Siedziałam w pomieszczeniu dobrą godzinę i wcale nie zużyłam mu wody, wręcz przeciwnie. Uszanowałam jego słowa, dotyczące niemarnowania wody i starałam się wykorzystać jej jak najmniej - dlatego praktycznie polewałam się gorącą wodą, której temperatura była dla mnie idealna. Przez resztę czasu, po prostu sobie siedziałam i cieszyłam się ciepłem wokół. Gdy dobiegł do mnie odgłos pukania w drzwi i pytanie, czy żyję, zaczęłam się zbierać. Ostatni raz poczułam na sobie krople gorącej cieczy, starając się zapamiętać to przyjemne uczucie. Wróciłam do swoich ubrań i wyszłam z łaźni.
- Ciepła woda się skończyła! - oznajmiłam wchodząc do pokoju. Musiał siedzieć w kuchni, skoro go tutaj nie było. Skłamałam jeśli chodzi o wodę, chciałam po prostu, by uwierzył w to kłamstwo i nalał sobie najgorętszej wody myśląc, że to ostatnie resztki ciepłej. Chciałam sobie po prostu z niego pożartować.
Wskoczyłam na jego wolne łóżko i wygodnie się w nim ułożyłam. By nie stracić ciepła po wodzie, owinęłam się w kołdrę niczym naleśnik. Zamknęłam oczy i oddałam się chwili.
- Nie za wygodnie? - usłyszałam ponury głos Cyrka. - Chyba nie sądzisz, że będziesz spała na moim łóżku - mruknął. Nie spojrzałam na niego, zamiast tego posłałam mu uśmiech.

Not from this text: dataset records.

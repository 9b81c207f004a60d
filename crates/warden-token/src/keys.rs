//! Ed25519 key material and key identifiers.

use crate::error::TokenError;
use base64::Engine;
use base64::engine::general_purpose::URL_SAFE_NO_PAD;
use biscuit_auth::{Algorithm, KeyPair as BiscuitKeyPair, PrivateKey, PublicKey};
use rand::RngCore;
use sha2::{Digest, Sha256};
use std::fmt;
use std::path::Path;

/// Bytes of the public-key hash kept in a key id.
const KEY_ID_BYTES: usize = 12;

/// An Ed25519 keypair for signing and verifying tokens.
pub struct KeyPair {
    inner: BiscuitKeyPair,
    id: String,
}

impl fmt::Debug for KeyPair {
    fn fmt(&self, f: &mut fmt::Formatter<'_>) -> fmt::Result {
        f.debug_struct("KeyPair").field("id", &self.id).finish_non_exhaustive()
    }
}

impl KeyPair {
    /// Generate a new random keypair from the OS-seeded generator.
    pub fn generate() -> Result<Self, TokenError> {
        let mut rng = rand::rng();
        let mut bytes = [0u8; 32];
        rng.fill_bytes(&mut bytes);

        let private_key = PrivateKey::from_bytes(&bytes, Algorithm::Ed25519)
            .map_err(|e| TokenError::SigningError(format!("key generation failed: {e}")))?;
        Ok(Self::from_private_key(private_key))
    }

    /// Create a keypair from an existing private key.
    pub fn from_private_key(private_key: PrivateKey) -> Self {
        let inner = BiscuitKeyPair::from(&private_key);
        let id = key_id_for(&inner.public());
        Self { inner, id }
    }

    /// Load a keypair from a hex-encoded private key string.
    pub fn from_private_key_hex(hex: &str) -> Result<Self, TokenError> {
        let private_key = PrivateKey::from_bytes_hex(hex.trim(), Algorithm::Ed25519)
            .map_err(|e| TokenError::SigningError(format!("invalid private key: {e}")))?;
        Ok(Self::from_private_key(private_key))
    }

    /// Load a keypair from a file holding a hex private key.
    pub fn load_from_file(path: &Path) -> Result<Self, TokenError> {
        let hex = std::fs::read_to_string(path).map_err(|e| {
            TokenError::SigningError(format!("cannot read {}: {e}", path.display()))
        })?;
        Self::from_private_key_hex(&hex)
    }

    /// Stable identifier derived from the public key.
    pub fn id(&self) -> &str {
        &self.id
    }

    pub(crate) fn inner(&self) -> &BiscuitKeyPair {
        &self.inner
    }

    pub fn public_key(&self) -> PublicKey {
        self.inner.public()
    }

    pub fn private_key_hex(&self) -> String {
        self.inner.private().to_bytes_hex()
    }

    pub fn public_key_hex(&self) -> String {
        self.inner.public().to_bytes_hex()
    }
}

/// Derive the key id for a public key: URL-safe base64 of a truncated
/// SHA-256 over the hex public key. Same key, same id.
pub fn key_id_for(public_key: &PublicKey) -> String {
    let digest = Sha256::digest(public_key.to_bytes_hex().as_bytes());
    URL_SAFE_NO_PAD.encode(&digest[..KEY_ID_BYTES])
}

- Przecież wiem. Daj mi tu chwilę poleżeć, tak dawno nie miałam styczności z czymś tak miękkim. Jak będziesz chciał się położyć, daj znać. Ja śpię na górze.
- Na górze? Chyba nie zauważyłaś, ale to nie jest piętrowe łóżko - otworzyłam jedno oko.
- Uważasz, że jestem głupia? - zaśmiałam się. Użyłam mocy; zamieniłam się w ducha i uniosłam ponad łóżko, ale bez kołdry. - Często śpię w powietrzu, na wypadek jakichś zwierząt. Nie mam ochoty czatować w nocy i dorzucać do ogniska, by je odstraszyć - po zademonstrowaniu mojego sposobu snu, wróciłam na łóżko i do kołderki.